Twenty years ago, I spent Easter locked down in a concrete holding cell at CCDC—Clark County Detention Center—after being jailed on trumped-up charges by Caesars Palace, who couldn’t handle that my teammate and I had won a few thousand bucks playing Three Card Poker. From the jailhouse phone, I called Arnold Snyder, my publisher, to tell him to hold the presses to give my lawyer time to look over the manuscript for Beyond Counting, published a few months later.  Like Jesus, I consider Easter something of a professional anniversary, typically celebrated by whacking a casino game while contemplating my career goals. This weekend there won’t be any game-whacking for me (can’t say about Jesus).

Today I’m spending my Easter locked down by the CDC—Center for Disease Control and Prevention—after a supposedly trumped-up coronavirus, without the flashy gore of Ebola and smallpox, caused a real pandemic after all.

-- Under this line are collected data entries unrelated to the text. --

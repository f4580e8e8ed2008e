// src/fs/mod.rs

//! Read-only filesystem access for providers that describe devices through
//! files (sysfs). Tests swap in [`mock::MockFileSystem`].

use std::fmt::Debug;
use std::fs;
use std::path::{Path, PathBuf};

use anyhow::{Context, Result};

pub mod mock;

pub trait FileSystem: Send + Sync + Debug {
    fn read_to_string(&self, path: &Path) -> Result<String>;
    fn read(&self, path: &Path) -> Result<Vec<u8>>;
    fn is_dir(&self, path: &Path) -> bool;

    /// Entries of a directory as full paths, in no particular order.
    fn read_dir(&self, path: &Path) -> Result<Vec<PathBuf>>;
}

/// Implementation that uses `std::fs`.
#[derive(Debug, Clone, Default)]
pub struct RealFileSystem;

impl FileSystem for RealFileSystem {
    fn read_to_string(&self, path: &Path) -> Result<String> {
        fs::read_to_string(path).with_context(|| format!("reading file {:?}", path))
    }

    fn read(&self, path: &Path) -> Result<Vec<u8>> {
        fs::read(path).with_context(|| format!("reading file {:?}", path))
    }

    fn is_dir(&self, path: &Path) -> bool {
        path.is_dir()
    }

    fn read_dir(&self, path: &Path) -> Result<Vec<PathBuf>> {
        let mut entries = Vec::new();
        for entry in fs::read_dir(path).with_context(|| format!("reading dir {:?}", path))? {
            entries.push(entry?.path());
        }
        Ok(entries)
    }
}
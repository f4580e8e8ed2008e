// src/matcher/query.rs

use std::collections::BTreeMap;
use std::fmt;

use crate::device::DeviceProperties;

/// Device attribute names a query can constrain.
///
/// These mirror the property names HID stacks commonly report, so the
/// values a user reads off their system can be used verbatim as filters.
#[derive(Debug, Clone, Copy, PartialEq, Eq, PartialOrd, Ord, Hash)]
pub enum PropertyKey {
    VendorId,
    ProductId,
    PrimaryUsagePage,
    PrimaryUsage,
    Product,
    DeviceAddress,
}

impl PropertyKey {
    pub fn as_str(self) -> &'static str {
        match self {
            PropertyKey::VendorId => "VendorID",
            PropertyKey::ProductId => "ProductID",
            PropertyKey::PrimaryUsagePage => "PrimaryUsagePage",
            PropertyKey::PrimaryUsage => "PrimaryUsage",
            PropertyKey::Product => "Product",
            PropertyKey::DeviceAddress => "DeviceAddress",
        }
    }
}

impl fmt::Display for PropertyKey {
    fn fmt(&self, f: &mut fmt::Formatter<'_>) -> fmt::Result {
        f.write_str(self.as_str())
    }
}

#[derive(Debug, Clone, PartialEq, Eq)]
pub enum PropertyValue {
    Number(u32),
    Text(String),
}

impl fmt::Display for PropertyValue {
    fn fmt(&self, f: &mut fmt::Formatter<'_>) -> fmt::Result {
        match self {
            PropertyValue::Number(n) => write!(f, "{n}"),
            PropertyValue::Text(s) => write!(f, "{s:?}"),
        }
    }
}

/// Compiled, provider-specific representation of a filter.
///
/// A query is a base device category (the family of devices the provider
/// can watch, e.g. `hidraw`) plus a set of property constraints. All
/// constraints must hold for a device to match.
///
/// Each subscription consumes its own query; build one per subscription
/// with [`crate::matcher::compile`] instead of sharing.
#[derive(Debug, PartialEq, Eq)]
pub struct MatcherQuery {
    category: String,
    fields: BTreeMap<PropertyKey, PropertyValue>,
}

impl MatcherQuery {
    /// An unconstrained query for the given category.
    ///
    /// Only providers should call this, from
    /// [`crate::provider::NotificationService::base_category_filter`].
    pub fn for_category(category: impl Into<String>) -> Self {
        Self {
            category: category.into(),
            fields: BTreeMap::new(),
        }
    }

    pub fn category(&self) -> &str {
        &self.category
    }

    /// Constrain `key` to `value`, replacing any previous constraint on it.
    pub fn set_field(&mut self, key: PropertyKey, value: PropertyValue) {
        self.fields.insert(key, value);
    }

    pub fn field(&self, key: PropertyKey) -> Option<&PropertyValue> {
        self.fields.get(&key)
    }

    /// Constrained fields in key order.
    pub fn fields(&self) -> impl Iterator<Item = (PropertyKey, &PropertyValue)> {
        self.fields.iter().map(|(k, v)| (*k, v))
    }

    pub fn is_unconstrained(&self) -> bool {
        self.fields.is_empty()
    }

    /// True if every constrained field is present on `device` with an
    /// equal value. Missing device properties never match a constraint.
    pub fn matches(&self, device: &DeviceProperties) -> bool {
        self.fields
            .iter()
            .all(|(key, expected)| field_matches(*key, expected, device))
    }
}

impl fmt::Display for MatcherQuery {
    fn fmt(&self, f: &mut fmt::Formatter<'_>) -> fmt::Result {
        write!(f, "{}", self.category)?;
        if self.fields.is_empty() {
            return Ok(());
        }
        f.write_str(" where ")?;
        for (i, (key, value)) in self.fields.iter().enumerate() {
            if i > 0 {
                f.write_str(" AND ")?;
            }
            write!(f, "{key} = {value}")?;
        }
        Ok(())
    }
}

fn field_matches(key: PropertyKey, expected: &PropertyValue, device: &DeviceProperties) -> bool {
    match (key, expected) {
        (PropertyKey::VendorId, PropertyValue::Number(n)) => device.vendor_id == Some(*n),
        (PropertyKey::ProductId, PropertyValue::Number(n)) => device.product_id == Some(*n),
        (PropertyKey::PrimaryUsagePage, PropertyValue::Number(n)) => {
            device.primary_usage_page == Some(*n)
        }
        (PropertyKey::PrimaryUsage, PropertyValue::Number(n)) => device.primary_usage == Some(*n),
        (PropertyKey::Product, PropertyValue::Text(s)) => device.product.as_deref() == Some(s.as_str()),
        (PropertyKey::DeviceAddress, PropertyValue::Text(s)) => device
            .address
            .as_deref()
            .is_some_and(|addr| same_address(addr, s)),
        // A value of the wrong shape for its key can never match.
        _ => false,
    }
}

/// Compare device addresses ignoring case and treating `-` and `:` as the
/// same separator (`ab-cd-ef-12-34-56` == `AB:CD:EF:12:34:56`).
pub fn same_address(a: &str, b: &str) -> bool {
    fn normalise(c: char) -> char {
        if c == '-' { ':' } else { c.to_ascii_lowercase() }
    }
    a.chars().map(normalise).eq(b.chars().map(normalise))
}
// src/fs/mock.rs

use std::collections::{BTreeMap, BTreeSet};
use std::path::{Path, PathBuf};
use std::sync::{Arc, Mutex};

use anyhow::{Result, anyhow};

use super::FileSystem;

/// In-memory tree of files. Directories exist implicitly as ancestors of
/// files, or explicitly through [`MockFileSystem::add_dir`].
///
/// Clones share the same tree, so a test can keep one clone to mutate
/// "sysfs" while a provider reads through another.
#[derive(Debug, Clone, Default)]
pub struct MockFileSystem {
    inner: Arc<Mutex<MockTree>>,
}

#[derive(Debug, Default)]
struct MockTree {
    files: BTreeMap<PathBuf, Vec<u8>>,
    dirs: BTreeSet<PathBuf>,
}

impl MockTree {
    fn has_dir(&self, path: &Path) -> bool {
        self.dirs.contains(path) || self.files.keys().any(|f| f.starts_with(path) && f != path)
    }
}

impl MockFileSystem {
    pub fn new() -> Self {
        Self::default()
    }

    pub fn add_file(&self, path: impl AsRef<Path>, content: impl Into<Vec<u8>>) {
        let mut tree = self.inner.lock().unwrap();
        tree.files.insert(path.as_ref().to_path_buf(), content.into());
    }

    pub fn add_dir(&self, path: impl AsRef<Path>) {
        let mut tree = self.inner.lock().unwrap();
        tree.dirs.insert(path.as_ref().to_path_buf());
    }

    /// Remove `path` and everything below it.
    pub fn remove_tree(&self, path: impl AsRef<Path>) {
        let path = path.as_ref();
        let mut tree = self.inner.lock().unwrap();
        tree.files.retain(|f, _| !f.starts_with(path));
        tree.dirs.retain(|d| !d.starts_with(path));
    }
}

impl FileSystem for MockFileSystem {
    fn read_to_string(&self, path: &Path) -> Result<String> {
        let bytes = self.read(path)?;
        String::from_utf8(bytes).map_err(|e| anyhow!("Invalid UTF-8 in {:?}: {}", path, e))
    }

    fn read(&self, path: &Path) -> Result<Vec<u8>> {
        let tree = self.inner.lock().unwrap();
        match tree.files.get(path) {
            Some(content) => Ok(content.clone()),
            None if tree.has_dir(path) => Err(anyhow!("Is a directory: {:?}", path)),
            None => Err(anyhow!("File not found: {:?}", path)),
        }
    }

    fn is_dir(&self, path: &Path) -> bool {
        self.inner.lock().unwrap().has_dir(path)
    }

    fn read_dir(&self, path: &Path) -> Result<Vec<PathBuf>> {
        let tree = self.inner.lock().unwrap();
        if !tree.has_dir(path) {
            return Err(anyhow!("Not a directory or not found: {:?}", path));
        }

        // Immediate children only, whether they came from files or dirs.
        let children: BTreeSet<PathBuf> = tree
            .files
            .keys()
            .chain(tree.dirs.iter())
            .filter_map(|p| p.strip_prefix(path).ok())
            .filter_map(|rel| rel.components().next())
            .map(|first| path.join(first))
            .collect();

        Ok(children.into_iter().collect())
    }
}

For me, it was real from the beginning. Ever since my own deadly bout with a pathogen years ago, Google has been feeding me every article on Ebola, MERS, E. coli, and brain-eating amoebas. I click on them all. I needed a ventilator for over a week, and had to re-learn to walk, so the medical implications of the coronavirus are quite real to me.

For others, there are different stages of realness. Did it become more real when the virus attacked a celebrity (Tom Hanks)? An athlete (Rudy Gobert)? When the NBA shut down, and then all sports, and hence sports betting, it started to feel real to some APs. Did it get real when Ireland shut down pubs? Maybe when Canada shut down hockey? Or when China shut down casinos?

Then the ides of March brought casino closures worldwide. That’s when it got real for APs. For some, the financial impact is palpable, but they don’t realize how lucky they got, medically. I am very confident that if casinos had remained open one more week, many APs I know—or you—would have gotten infected. No big deal, you say? A virus with a roughly 1% death risk, maybe a bit less for someone under 50 years of age—ha! I don’t know if you’ve looked at a calendar lately, but most of us aren’t young anymore! On top of that, most APs are male, possibly boosting the death risk twofold. Now we’re talking about something comparable to a one-outer in poker. Have you ever been in a “1n1” game of Ultimate Texas Holdem, on the river with the dealer down to a single out to beat you? Put your life against that last card the dealer is about to flip over. If everyone at the Blackjack Ball is put up against that, one or two people die.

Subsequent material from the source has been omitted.